On ne veut pas qu’il poursuive ses études et son père, agriculteur et éleveur de moutons, le sollicite sans cesse pour qu’il travaille aux champs. Ses grands-frères et les autres femmes de son père le maltraitent. Sa mère, 58 ans, vend de l’huile de palme sur le marché.

Il concrétise d’abord ses espoirs au Mali, puis suit un ami en Algérie. Là-bas, il se blesse avec une tronçonneuse et perd son petit boulot. Il se dirige alors vers la Libye pour faire de la soudure, sans connaître le pays.

Un matin, sur une place de Tripoli où les émigrés africains viennent chercher du travail à la journée, sa vie bascule à l’arrivée d’hommes en armes. « Comme toute la population libyenne a des armes, je croyais qu’ils venaient chercher des travailleurs, se souvient Amadou. Quand ils sont arrivés, ils ont tiré en l’air, puis près de nous. Je n’ai pas pu courir : ils nous ont pris et nous ont mis dans une camionnette. »

Frappé aux pieds avec un fer à béton

Il est d’abord emprisonné dans un camp de transit, le temps que les ravisseurs mettent la main sur d’autres victimes. Dans cette cour où s’entassent quelque 400 autres hommes, il reste six jours, sans manger. Mamadou est ensuite transféré dans une prison de Tripoli, puis dans une autre à 160 kilomètres; il y vivra cinq mois de calvaire. « Tous les jours, ils nous frappaient. Ils nous attachaient les pieds, et frappaient dessous avec un fer à béton. Jusqu’à ce que l’intéressé pisse le sang. »

C’est fini pour toi, tu n’es plus un homme. Ils nous obligeaient à aboyer. Tu ne pouvais pas pleurer comme tu voulais, c’est eux qui te disent comment pleurer. Et ils nous disaient de pleurer comme des chiens. 

Amadou

franceinfo 

 

Régulièrement, des hommes viennent à la prison. « Celui qui veut un travailleur dit : Je veux un animal. Le travail n’est pas payé.

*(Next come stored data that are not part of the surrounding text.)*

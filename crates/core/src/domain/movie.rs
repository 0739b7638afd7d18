use serde::{Deserialize, Serialize};

/// Which sampling strategy first discovered a movie.
///
/// Variants are declared in collection priority order; a movie found by several
/// strategies keeps the tag of the earliest one.
#[derive(Debug, Clone, Copy, PartialEq, Eq, Hash, PartialOrd, Ord, Serialize, Deserialize)]
pub enum CollectionType {
    #[serde(rename = "Top_Revenue")]
    TopRevenue,
    #[serde(rename = "Top_Rated")]
    TopRated,
    #[serde(rename = "Low_Rated")]
    LowRated,
    #[serde(rename = "Random_Pick")]
    RandomPick,
}

impl CollectionType {
    pub fn as_str(self) -> &'static str {
        match self {
            Self::TopRevenue => "Top_Revenue",
            Self::TopRated => "Top_Rated",
            Self::LowRated => "Low_Rated",
            Self::RandomPick => "Random_Pick",
        }
    }
}

#[derive(Debug, Clone, PartialEq, Serialize, Deserialize)]
pub struct CandidateRecord {
    pub id: i64,
    pub title: String,
    pub release_date: String,
    pub vote_average: f64,
    pub vote_count: i64,
    pub popularity: f64,
    pub collection_type: CollectionType,
}

#[derive(Debug, Clone, PartialEq, Default)]
pub struct MovieDetail {
    pub budget: i64,
    pub revenue: i64,
    pub runtime: Option<i64>,
    pub genres: Vec<String>,
    pub countries: Vec<String>,
    pub status: String,
}

/// One row of the raw dataset: a candidate merged with its detail fetch.
///
/// Field order is the raw CSV column order.
#[derive(Debug, Clone, PartialEq, Serialize, Deserialize)]
pub struct EnrichedRecord {
    pub id: i64,
    pub title: String,
    pub release_date: String,
    pub vote_average: f64,
    pub vote_count: i64,
    pub popularity: f64,
    pub collection_type: CollectionType,
    pub budget: i64,
    pub revenue: i64,
    pub runtime: Option<i64>,
    #[serde(with = "crate::dataset::joined")]
    pub genres: Vec<String>,
    #[serde(rename = "country", with = "crate::dataset::joined")]
    pub countries: Vec<String>,
    pub status: String,
}

impl EnrichedRecord {
    pub fn merge(candidate: CandidateRecord, detail: MovieDetail) -> Self {
        Self {
            id: candidate.id,
            title: candidate.title,
            release_date: candidate.release_date,
            vote_average: candidate.vote_average,
            vote_count: candidate.vote_count,
            popularity: candidate.popularity,
            collection_type: candidate.collection_type,
            budget: detail.budget,
            revenue: detail.revenue,
            runtime: detail.runtime,
            genres: detail.genres,
            countries: detail.countries,
            status: detail.status,
        }
    }
}

#[derive(Debug, Clone, Copy, PartialEq, Eq, Hash, PartialOrd, Ord, Serialize, Deserialize)]
pub enum SuccessStatus {
    #[serde(rename = "Flop")]
    Flop,
    #[serde(rename = "Mega-Hit")]
    MegaHit,
    #[serde(rename = "Hit")]
    Hit,
    #[serde(rename = "Break-even")]
    BreakEven,
}

impl SuccessStatus {
    pub fn as_str(self) -> &'static str {
        match self {
            Self::Flop => "Flop",
            Self::MegaHit => "Mega-Hit",
            Self::Hit => "Hit",
            Self::BreakEven => "Break-even",
        }
    }
}

impl std::fmt::Display for SuccessStatus {
    fn fmt(&self, f: &mut std::fmt::Formatter<'_>) -> std::fmt::Result {
        f.write_str(self.as_str())
    }
}

/// One row of the cleaned dataset. Field order is the cleaned CSV column order.
///
/// Only constructed by the preprocessor, which guarantees `budget > 0`.
#[derive(Debug, Clone, PartialEq, Serialize, Deserialize)]
pub struct CleanedRecord {
    pub id: i64,
    pub title: String,
    pub release_date: String,
    #[serde(with = "crate::dataset::joined")]
    pub genres: Vec<String>,
    #[serde(rename = "country", with = "crate::dataset::joined")]
    pub countries: Vec<String>,
    pub budget: i64,
    pub revenue: i64,
    pub roi_ratio: f64,
    pub vote_average: f64,
    pub vote_count: i64,
    pub popularity: f64,
    pub success_status: SuccessStatus,
}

On ne mange même pas », rapporte le jeune homme.

Un soir, quatre hommes arrivent et demandent des hommes pour travailler. Lui et deux Sénégalais sont emmenés. « Je me demandais pourquoi ils voulaient nous faire travailler la nuit, poursuit Amadou. On est partis en plein désert. Je n’ai pas vu de maison. Là, ils ont tiré en l’air, puis nous ont déshabillés et nous ont dit de nous coucher. Puis ils nous ont violés. »

Il parvient à s’évader grâce à des détenus qui creusent les murs de la prison avec des marteaux volés. Dehors, il apprend la mort de sa mère et se laisse convaincre d’aller en Italie. En se cachant, il rejoint un « campo », ces plages où les migrants attendent les bateaux des passeurs dans un climat de peur. « Les Libyens aiment jouer avec les armes, indique Amadou. Parfois, ils tirent près des pieds. Mais parfois ils ratent et tirent dans le cœur. »

 

Ils ont tiré sur quelqu’un devant moi. Pour eux, c’est comme boire de l’eau. 

Amadou

franceinfo 

 

En février dernier il embarque sur un bateau avec 137 personnes. Alors qu’il commence à couler, il est recueilli par l’Aquarius, le navire de l’ONG SOS Méditerranée. Il est conduit, avec les autres naufragés, dans un camp de réfugiés. Un mois plus tard, il prend le bus pour Milan, puis le train pour Vintimille. Là, il franchit la frontière à pied. Arrivé à Menton, en France, avec cinq euros en poche, il prend le bus pour Nice. Après quelques déboires avec la police, il se retrouve en foyer, puis en formation. Pour lui, c’est la fin du voyage.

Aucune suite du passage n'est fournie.